• **Stored data entries**
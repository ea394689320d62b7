// SPDX-FileCopyrightText: 2026 Wacast Contributors
// SPDX-License-Identifier: MIT OR Apache-2.0

//! Adaptive per-sender throughput control.
//!
//! The target rate drops multiplicatively on a throttle signal and climbs
//! additively after stable batches. Increases are gated twice: not before
//! the cooldown set by the last decrease has passed, and not sooner than
//! `min_increase_gap_secs` after the previous increase.
//!
//! Mutations for one sender are serialized by a per-sender lock and always
//! read the persisted state first, so an operator reset from another
//! process is picked up by the next batch.

use std::sync::{Arc, MutexGuard, PoisonError};
use std::time::Duration;

use chrono::{DateTime, Utc};
use dashmap::DashMap;
use tokio::sync::Mutex;
use tokio::time::Instant;
use tracing::{debug, info, warn};
use wacast_config::model::ThrottleConfig;
use wacast_core::{
    DispatchEvent, EventSinks, RateChangeReason, ThrottleState, ThrottleStore, WacastError,
};

/// Current pacing target for a sender.
#[derive(Debug, Clone, Copy, PartialEq)]
pub struct RateTarget {
    pub rate: f64,
    pub cooldown_until: Option<DateTime<Utc>>,
}

/// A rate decrease or reset.
#[derive(Debug, Clone, Copy, PartialEq)]
pub struct RateChange {
    pub previous: f64,
    pub next: f64,
}

/// Result of reporting a stable batch.
#[derive(Debug, Clone, Copy, PartialEq)]
pub struct RateIncrease {
    pub changed: bool,
    pub previous: f64,
    pub next: f64,
}

pub struct RateController {
    config: ThrottleConfig,
    store: Arc<dyn ThrottleStore>,
    locks: DashMap<String, Arc<Mutex<()>>>,
    sinks: EventSinks,
}

impl RateController {
    pub fn new(config: ThrottleConfig, store: Arc<dyn ThrottleStore>, sinks: EventSinks) -> Self {
        Self {
            config,
            store,
            locks: DashMap::new(),
            sinks,
        }
    }

    fn lock_for(&self, sender_id: &str) -> Arc<Mutex<()>> {
        self.locks
            .entry(sender_id.to_string())
            .or_insert_with(|| Arc::new(Mutex::new(())))
            .clone()
    }

    fn clamp(&self, rate: f64) -> f64 {
        rate.clamp(self.config.min_rate, self.config.max_rate)
    }

    async fn load(&self, sender_id: &str) -> Result<ThrottleState, WacastError> {
        let mut state = self
            .store
            .load_throttle(sender_id)
            .await?
            .unwrap_or_else(|| ThrottleState::initial(sender_id, self.config.start_rate));
        state.target_rate = self.clamp(state.target_rate);
        Ok(state)
    }

    pub async fn get_target(&self, sender_id: &str) -> Result<RateTarget, WacastError> {
        let state = self.load(sender_id).await?;
        Ok(RateTarget {
            rate: state.target_rate,
            cooldown_until: state.cooldown_until,
        })
    }

    /// A pacer for one batch at the sender's current target.
    ///
    /// Falls back to `min_rate` when the stored state cannot be read.
    pub async fn pacer(&self, sender_id: &str) -> Pacer {
        match self.get_target(sender_id).await {
            Ok(target) => Pacer::new(target.rate),
            Err(e) => {
                warn!(sender_id, error = %e, "throttle state unavailable; pacing at min rate");
                Pacer::new(self.config.min_rate)
            }
        }
    }

    pub async fn record_throughput_exceeded(
        &self,
        sender_id: &str,
    ) -> Result<RateChange, WacastError> {
        self.record_throughput_exceeded_at(sender_id, Utc::now()).await
    }

    pub async fn record_throughput_exceeded_at(
        &self,
        sender_id: &str,
        now: DateTime<Utc>,
    ) -> Result<RateChange, WacastError> {
        let lock = self.lock_for(sender_id);
        let _guard = lock.lock().await;

        let mut state = self.load(sender_id).await?;
        let previous = state.target_rate;
        let next = self.clamp(previous * self.config.decrease_factor);
        state.target_rate = next;
        state.cooldown_until = Some(now + secs(self.config.cooldown_secs));
        state.last_decrease_at = Some(now);
        self.store.save_throttle(&state).await?;

        warn!(sender_id, previous, next, "throughput exceeded; target rate lowered");
        self.sinks
            .emit(DispatchEvent::RateChanged {
                sender_id: sender_id.to_string(),
                previous,
                next,
                reason: RateChangeReason::Throttled,
            })
            .await;
        Ok(RateChange { previous, next })
    }

    pub async fn record_stable_batch(&self, sender_id: &str) -> Result<RateIncrease, WacastError> {
        self.record_stable_batch_at(sender_id, Utc::now()).await
    }

    pub async fn record_stable_batch_at(
        &self,
        sender_id: &str,
        now: DateTime<Utc>,
    ) -> Result<RateIncrease, WacastError> {
        let lock = self.lock_for(sender_id);
        let _guard = lock.lock().await;

        let mut state = self.load(sender_id).await?;
        let previous = state.target_rate;
        let unchanged = RateIncrease {
            changed: false,
            previous,
            next: previous,
        };

        if state.cooldown_until.is_some_and(|until| now < until) {
            debug!(sender_id, "increase held: cooling down");
            return Ok(unchanged);
        }
        let gap = secs(self.config.min_increase_gap_secs);
        if state.last_increase_at.is_some_and(|at| now - at < gap) {
            debug!(sender_id, "increase held: minimum gap");
            return Ok(unchanged);
        }
        if previous >= self.config.max_rate {
            return Ok(unchanged);
        }

        let next = self.clamp(previous + self.config.increase_step);
        state.target_rate = next;
        state.last_increase_at = Some(now);
        self.store.save_throttle(&state).await?;

        debug!(sender_id, previous, next, "target rate raised");
        self.sinks
            .emit(DispatchEvent::RateChanged {
                sender_id: sender_id.to_string(),
                previous,
                next,
                reason: RateChangeReason::Stable,
            })
            .await;
        Ok(RateIncrease {
            changed: true,
            previous,
            next,
        })
    }

    /// Operator reset back to `start_rate` with no history.
    pub async fn reset(&self, sender_id: &str) -> Result<RateChange, WacastError> {
        let lock = self.lock_for(sender_id);
        let _guard = lock.lock().await;

        let previous = self.load(sender_id).await?.target_rate;
        let state = ThrottleState::initial(sender_id, self.clamp(self.config.start_rate));
        let next = state.target_rate;
        self.store.save_throttle(&state).await?;

        info!(sender_id, previous, next, "throttle state reset");
        self.sinks
            .emit(DispatchEvent::RateChanged {
                sender_id: sender_id.to_string(),
                previous,
                next,
                reason: RateChangeReason::Reset,
            })
            .await;
        Ok(RateChange { previous, next })
    }
}

fn secs(n: u64) -> chrono::Duration {
    chrono::Duration::seconds(i64::try_from(n).unwrap_or(i64::MAX))
}

/// Evenly spaced send slots at a fixed rate.
///
/// Shared by the workers of one batch: each `wait` reserves the next slot
/// and sleeps until it. The rate can be lowered mid-batch after a throttle
/// signal; slots already handed out are kept.
#[derive(Debug)]
pub struct Pacer {
    inner: std::sync::Mutex<PacerState>,
}

#[derive(Debug)]
struct PacerState {
    interval: Duration,
    next_slot: Option<Instant>,
}

fn interval_for(rate: f64) -> Duration {
    if rate.is_finite() && rate > 0.0 {
        Duration::from_secs_f64(1.0 / rate)
    } else {
        Duration::ZERO
    }
}

impl Pacer {
    pub fn new(rate: f64) -> Self {
        Self {
            inner: std::sync::Mutex::new(PacerState {
                interval: interval_for(rate),
                next_slot: None,
            }),
        }
    }

    /// The state survives a worker panic; pacing must not stop with it.
    fn state(&self) -> MutexGuard<'_, PacerState> {
        self.inner.lock().unwrap_or_else(|poisoned| {
            warn!("pacer lock poisoned; recovering");
            PoisonError::into_inner(poisoned)
        })
    }

    /// Spacing between consecutive slots.
    pub fn interval(&self) -> Duration {
        self.state().interval
    }

    pub fn set_rate(&self, rate: f64) {
        self.state().interval = interval_for(rate);
    }

    /// Wait for the next free send slot.
    pub async fn wait(&self) {
        let slot = {
            let mut state = self.state();
            let now = Instant::now();
            let slot = state.next_slot.map_or(now, |next| next.max(now));
            state.next_slot = Some(slot + state.interval);
            slot
        };
        tokio::time::sleep_until(slot).await;
    }
}

#[cfg(test)]
mod tests {
    use super::*;
    use crate::test_support::storage;
    use chrono::Duration as ChronoDuration;

    fn config() -> ThrottleConfig {
        ThrottleConfig {
            start_rate: 30.0,
            min_rate: 5.0,
            max_rate: 80.0,
            increase_step: 5.0,
            decrease_factor: 0.5,
            cooldown_secs: 60,
            min_increase_gap_secs: 30,
        }
    }

    async fn controller() -> (RateController, tempfile::TempDir) {
        let (store, dir) = storage().await;
        (RateController::new(config(), store, EventSinks::new()), dir)
    }

    #[tokio::test]
    async fn unknown_sender_starts_at_start_rate() {
        let (rate, _dir) = controller().await;
        let target = rate.get_target("pn-1").await.unwrap();
        assert_eq!(target.rate, 30.0);
        assert!(target.cooldown_until.is_none());
    }

    #[tokio::test]
    async fn throttle_halves_and_sets_cooldown() {
        let (rate, _dir) = controller().await;
        let now = Utc::now();
        let change = rate.record_throughput_exceeded_at("pn-1", now).await.unwrap();
        assert_eq!(change, RateChange { previous: 30.0, next: 15.0 });

        let target = rate.get_target("pn-1").await.unwrap();
        assert_eq!(target.rate, 15.0);
        let cooldown = target.cooldown_until.unwrap() - now;
        assert!((cooldown.num_seconds() - 60).abs() <= 1);
    }

    #[tokio::test]
    async fn decreases_floor_at_min_rate() {
        let (rate, _dir) = controller().await;
        let now = Utc::now();
        for _ in 0..5 {
            rate.record_throughput_exceeded_at("pn-1", now).await.unwrap();
        }
        assert_eq!(rate.get_target("pn-1").await.unwrap().rate, 5.0);
    }

    #[tokio::test]
    async fn stable_batches_climb_to_max_respecting_gap() {
        let (rate, _dir) = controller().await;
        let mut now = Utc::now();

        let first = rate.record_stable_batch_at("pn-1", now).await.unwrap();
        assert!(first.changed);
        assert_eq!(first.next, 35.0);
        let mut last = first.next;

        // Too soon after the increase.
        let again = rate
            .record_stable_batch_at("pn-1", now + ChronoDuration::seconds(5))
            .await
            .unwrap();
        assert!(!again.changed);

        for _ in 0..20 {
            now += ChronoDuration::seconds(31);
            let step = rate.record_stable_batch_at("pn-1", now).await.unwrap();
            assert!(step.next <= 80.0);
            if step.changed {
                assert!(step.next > last);
                last = step.next;
            }
        }
        assert_eq!(last, 80.0);
        assert_eq!(rate.get_target("pn-1").await.unwrap().rate, 80.0);
    }

    #[tokio::test]
    async fn cooldown_blocks_increases() {
        let (rate, _dir) = controller().await;
        let now = Utc::now();
        rate.record_throughput_exceeded_at("pn-1", now).await.unwrap();

        let during = rate
            .record_stable_batch_at("pn-1", now + ChronoDuration::seconds(30))
            .await
            .unwrap();
        assert!(!during.changed);

        let after = rate
            .record_stable_batch_at("pn-1", now + ChronoDuration::seconds(61))
            .await
            .unwrap();
        assert!(after.changed);
        assert_eq!(after.next, 20.0);
    }

    #[tokio::test]
    async fn reset_restores_start_rate() {
        let (rate, _dir) = controller().await;
        rate.record_throughput_exceeded("pn-1").await.unwrap();
        let change = rate.reset("pn-1").await.unwrap();
        assert_eq!(change, RateChange { previous: 15.0, next: 30.0 });
        let target = rate.get_target("pn-1").await.unwrap();
        assert!(target.cooldown_until.is_none());
    }

    #[tokio::test(start_paused = true)]
    async fn pacer_spaces_slots_at_rate() {
        let pacer = Pacer::new(10.0);
        assert_eq!(pacer.interval(), Duration::from_millis(100));
        let start = Instant::now();
        for _ in 0..5 {
            pacer.wait().await;
        }
        // First slot is immediate, then four 100ms gaps.
        assert_eq!(start.elapsed(), Duration::from_millis(400));

        pacer.set_rate(5.0);
        assert_eq!(pacer.interval(), Duration::from_millis(200));
    }

    #[tokio::test(start_paused = true)]
    async fn pacer_keeps_pacing_after_a_panicking_holder() {
        let pacer = Arc::new(Pacer::new(10.0));
        let holder = pacer.clone();
        let joined = std::thread::spawn(move || {
            let _state = holder.inner.lock().unwrap();
            panic!("worker died mid-slot");
        })
        .join();
        assert!(joined.is_err());
        assert!(pacer.inner.is_poisoned());

        let start = Instant::now();
        for _ in 0..3 {
            pacer.wait().await;
        }
        assert_eq!(start.elapsed(), Duration::from_millis(200));
        assert_eq!(pacer.interval(), Duration::from_millis(100));
    }
}
// SPDX-FileCopyrightText: 2026 Wacast Contributors
// SPDX-License-Identifier: MIT OR Apache-2.0

//! Inbound webhook payload model.
//!
//! Only the parts of the notification the engine acts on are modelled;
//! unknown fields are ignored so new vendor fields never break ingestion.

use serde::Deserialize;
use wacast_core::{DeliveryStatus, VendorError, WacastError};

/// Top-level webhook body.
#[derive(Debug, Clone, Default, Deserialize)]
pub struct WebhookPayload {
    #[serde(default)]
    pub object: Option<String>,
    #[serde(default)]
    pub entry: Vec<Entry>,
}

#[derive(Debug, Clone, Default, Deserialize)]
pub struct Entry {
    #[serde(default)]
    pub id: Option<String>,
    #[serde(default)]
    pub changes: Vec<Change>,
}

#[derive(Debug, Clone, Default, Deserialize)]
pub struct Change {
    #[serde(default)]
    pub field: Option<String>,
    #[serde(default)]
    pub value: ChangeValue,
}

#[derive(Debug, Clone, Default, Deserialize)]
pub struct ChangeValue {
    #[serde(default)]
    pub metadata: Option<Metadata>,
    #[serde(default)]
    pub statuses: Vec<StatusNotification>,
    #[serde(default)]
    pub messages: Vec<InboundMessage>,
}

#[derive(Debug, Clone, Default, Deserialize)]
pub struct Metadata {
    #[serde(default)]
    pub phone_number_id: Option<String>,
    #[serde(default)]
    pub display_phone_number: Option<String>,
}

/// One delivery status notification.
#[derive(Debug, Clone, Deserialize)]
pub struct StatusNotification {
    /// External message id (`wamid...`).
    pub id: String,
    /// Raw vendor status string; see [`normalize_status`].
    pub status: String,
    /// Unix seconds, as a string.
    #[serde(default)]
    pub timestamp: Option<String>,
    #[serde(default)]
    pub recipient_id: Option<String>,
    #[serde(default)]
    pub errors: Vec<VendorError>,
}

impl StatusNotification {
    /// The first attached error, if any.
    pub fn error(&self) -> Option<&VendorError> {
        self.errors.first()
    }
}

/// A message a contact sent to the business number.
#[derive(Debug, Clone, Deserialize)]
pub struct InboundMessage {
    pub from: String,
    #[serde(default)]
    pub id: Option<String>,
    #[serde(default)]
    pub timestamp: Option<String>,
    #[serde(rename = "type", default)]
    pub kind: Option<String>,
    #[serde(default)]
    pub text: Option<TextBody>,
    #[serde(default)]
    pub button: Option<ButtonReply>,
}

#[derive(Debug, Clone, Deserialize)]
pub struct TextBody {
    pub body: String,
}

/// Quick-reply button press.
#[derive(Debug, Clone, Deserialize)]
pub struct ButtonReply {
    #[serde(default)]
    pub text: Option<String>,
    #[serde(default)]
    pub payload: Option<String>,
}

impl InboundMessage {
    /// User-visible text of a text message or quick-reply press.
    pub fn text_content(&self) -> Option<&str> {
        self.text
            .as_ref()
            .map(|t| t.body.as_str())
            .or_else(|| self.button.as_ref().and_then(|b| b.text.as_deref()))
    }
}

impl WebhookPayload {
    /// Parse a raw webhook body.
    pub fn parse(raw: &[u8]) -> Result<Self, WacastError> {
        serde_json::from_slice(raw).map_err(|e| WacastError::Payload(e.to_string()))
    }

    /// Every status notification in the payload, in order.
    pub fn statuses(&self) -> impl Iterator<Item = &StatusNotification> {
        self.entry
            .iter()
            .flat_map(|e| e.changes.iter())
            .flat_map(|c| c.value.statuses.iter())
    }

    /// Every inbound message in the payload, in order.
    pub fn messages(&self) -> impl Iterator<Item = &InboundMessage> {
        self.entry
            .iter()
            .flat_map(|e| e.changes.iter())
            .flat_map(|c| c.value.messages.iter())
    }
}

/// Map a vendor status string onto the canonical set.
///
/// Vendor API versions and BSPs spell the same state differently. Anything
/// outside the recognised synonyms (`deleted`, `warning`, ...) yields `None`
/// and is ignored by ingestion.
pub fn normalize_status(raw: &str) -> Option<DeliveryStatus> {
    match raw.trim().to_ascii_lowercase().as_str() {
        "sent" | "accepted" | "submitted" | "server" => Some(DeliveryStatus::Sent),
        "delivered" | "delivery" => Some(DeliveryStatus::Delivered),
        "read" | "seen" | "viewed" | "played" => Some(DeliveryStatus::Read),
        "failed" | "failure" | "undelivered" | "undeliverable" | "rejected" | "error" => {
            Some(DeliveryStatus::Failed)
        }
        _ => None,
    }
}

/// Answer the subscription handshake (`GET /webhook`).
///
/// Returns the challenge to echo iff the mode is `subscribe` and the token
/// matches the configured verify token. An unconfigured token rejects.
pub fn verify_subscription(
    mode: Option<&str>,
    token: Option<&str>,
    challenge: Option<&str>,
    expected_token: Option<&str>,
) -> Option<String> {
    let expected = expected_token.filter(|t| !t.is_empty())?;
    if mode? != "subscribe" || token? != expected {
        return None;
    }
    challenge.map(str::to_string)
}
// SPDX-FileCopyrightText: 2026 Wacast Contributors
// SPDX-License-Identifier: MIT OR Apache-2.0

//! Integration tests for the Wacast configuration system.

use std::io::Write;

use wacast_config::diagnostic::ConfigError;
use wacast_config::model::WacastConfig;
use wacast_config::{
    load_and_validate_path, load_and_validate_str, load_config, load_config_from_str,
};

/// Valid TOML with all known sections deserializes successfully.
#[test]
fn valid_toml_deserializes_into_wacast_config() {
    let toml = r#"
[service]
name = "bulk-sender"
log_level = "debug"

[storage]
database_path = "/tmp/wacast-test.db"
wal_mode = false

[whatsapp]
phone_number_id = "1098765"
access_token = "EAAG-test"
app_secret = "shh"
verify_token = "handshake"

[dispatch]
batch_size = 50
concurrency = 4
send_timeout_secs = 30

[throttle]
start_rate = 20.0
min_rate = 2.0
max_rate = 60.0

[suppression]
failure_codes = [131026, 131049]
threshold = 2
ttl_steps_days = [1, 7]

[webhook]
opt_out_keywords = ["STOP"]

[precheck]
default_country_code = "55"

[gateway]
host = "0.0.0.0"
port = 8080
bearer_token = "operator-secret"
"#;

    let config = load_config_from_str(toml).expect("valid TOML should deserialize");
    assert_eq!(config.service.name, "bulk-sender");
    assert_eq!(config.service.log_level, "debug");
    assert_eq!(config.storage.database_path, "/tmp/wacast-test.db");
    assert!(!config.storage.wal_mode);
    assert_eq!(config.whatsapp.phone_number_id.as_deref(), Some("1098765"));
    assert_eq!(config.whatsapp.app_secret.as_deref(), Some("shh"));
    assert_eq!(config.dispatch.batch_size, 50);
    assert_eq!(config.dispatch.concurrency, 4);
    assert_eq!(config.dispatch.send_timeout_secs, 30);
    assert_eq!(config.throttle.start_rate, 20.0);
    assert_eq!(config.suppression.failure_codes, vec![131_026, 131_049]);
    assert_eq!(config.suppression.ttl_steps_days, vec![1, 7]);
    assert_eq!(config.webhook.opt_out_keywords, vec!["STOP"]);
    assert_eq!(config.precheck.default_country_code.as_deref(), Some("55"));
    assert_eq!(config.gateway.port, 8080);
    assert_eq!(config.gateway.bearer_token.as_deref(), Some("operator-secret"));
}

/// Empty config produces defaults for every section.
#[test]
fn empty_config_uses_defaults() {
    let config = load_config_from_str("").expect("empty config is valid");
    assert_eq!(config.service.name, "wacast");
    assert_eq!(config.whatsapp.api_base_url, "https://graph.facebook.com");
    assert_eq!(config.whatsapp.api_version, "v21.0");
    assert!(config.whatsapp.app_secret.is_none());
    assert_eq!(config.dispatch.batch_size, 10);
    assert_eq!(config.dispatch.concurrency, 1);
    assert_eq!(config.dispatch.send_timeout_secs, 60);
    assert_eq!(config.throttle.start_rate, 30.0);
    assert_eq!(config.throttle.min_rate, 5.0);
    assert_eq!(config.throttle.max_rate, 80.0);
    assert_eq!(config.throttle.decrease_factor, 0.5);
    assert_eq!(config.suppression.failure_codes, vec![131_026]);
    assert_eq!(config.suppression.ttl_steps_days, vec![7, 30, 90]);
    assert!(config.webhook.opt_out_keywords.contains(&"STOP".to_string()));
    assert_eq!(config.gateway.host, "127.0.0.1");
    assert!(config.gateway.bearer_token.is_none());
}

/// Unknown field in a section is rejected with a typo suggestion.
#[test]
fn unknown_field_gets_suggestion() {
    let toml = r#"
[dispatch]
bacth_size = 20
"#;

    let errors = load_and_validate_str(toml).expect_err("should reject unknown field");
    let unknown = errors
        .iter()
        .find_map(|e| match e {
            ConfigError::UnknownKey {
                section,
                key,
                suggestion,
                ..
            } => Some((section.clone(), key.clone(), suggestion.clone())),
            _ => None,
        })
        .expect("should produce UnknownKey");
    assert_eq!(unknown.0, "dispatch");
    assert_eq!(unknown.1, "bacth_size");
    assert_eq!(unknown.2.as_deref(), Some("batch_size"));
}

/// Unknown top-level section is rejected.
#[test]
fn unknown_section_is_rejected() {
    let toml = r#"
[telegram]
bot_token = "abc"
"#;
    assert!(load_config_from_str(toml).is_err());
}

/// A misspelled section name suggests the real one.
#[test]
fn misspelled_section_gets_suggestion() {
    let toml = r#"
[throtle]
min_rate = 5.0
"#;
    let errors = load_and_validate_str(toml).expect_err("should reject unknown section");
    let suggestion = errors
        .iter()
        .find_map(|e| match e {
            ConfigError::UnknownSection {
                section,
                suggestion,
                ..
            } if section == "throtle" => Some(suggestion.clone()),
            _ => None,
        })
        .expect("should produce UnknownSection");
    assert_eq!(suggestion.as_deref(), Some("throttle"));
}

/// Wrong value type produces an InvalidType diagnostic.
#[test]
fn wrong_type_is_reported() {
    let toml = r#"
[dispatch]
concurrency = "many"
"#;
    let errors = load_and_validate_str(toml).expect_err("should reject wrong type");
    assert!(
        errors
            .iter()
            .any(|e| matches!(e, ConfigError::InvalidType { .. })),
        "expected InvalidType, got {errors:?}"
    );
}

/// Semantic validation runs after a successful parse.
#[test]
fn validation_rejects_inverted_rates() {
    let toml = r#"
[throttle]
min_rate = 50.0
max_rate = 10.0
start_rate = 30.0
"#;
    let errors = load_and_validate_str(toml).expect_err("rates are inconsistent");
    assert!(
        errors
            .iter()
            .any(|e| matches!(e, ConfigError::Validation { key, help: Some(_), .. } if key == "throttle.start_rate"))
    );
}

/// Environment variables override file values, with section mapping.
#[test]
fn env_overrides_file_values() {
    figment::Jail::expect_with(|jail| {
        jail.create_file(
            "wacast.toml",
            r#"
[dispatch]
batch_size = 20

[whatsapp]
phone_number_id = "from-file"
"#,
        )?;
        jail.set_env("WACAST_DISPATCH_BATCH_SIZE", "40");
        jail.set_env("WACAST_WHATSAPP_ACCESS_TOKEN", "from-env");

        let config: WacastConfig = load_config().map_err(|e| e.to_string())?;
        assert_eq!(config.dispatch.batch_size, 40);
        assert_eq!(config.whatsapp.phone_number_id.as_deref(), Some("from-file"));
        assert_eq!(config.whatsapp.access_token.as_deref(), Some("from-env"));
        Ok(())
    });
}

/// An explicit config path is loaded and validated.
#[test]
fn explicit_path_is_loaded() {
    let mut file = tempfile::NamedTempFile::new().unwrap();
    writeln!(file, "[gateway]\nport = 4100").unwrap();
    let config = load_and_validate_path(file.path()).expect("valid file");
    assert_eq!(config.gateway.port, 4100);
}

• **Task instructions**
Identify the lines above that contain the word "RateController", then copy them.

• **Response area**
pub struct RateController {
impl RateController {
    async fn controller() -> (RateController, tempfile::TempDir) {
        (RateController::new(config(), store, EventSinks::new()), dir)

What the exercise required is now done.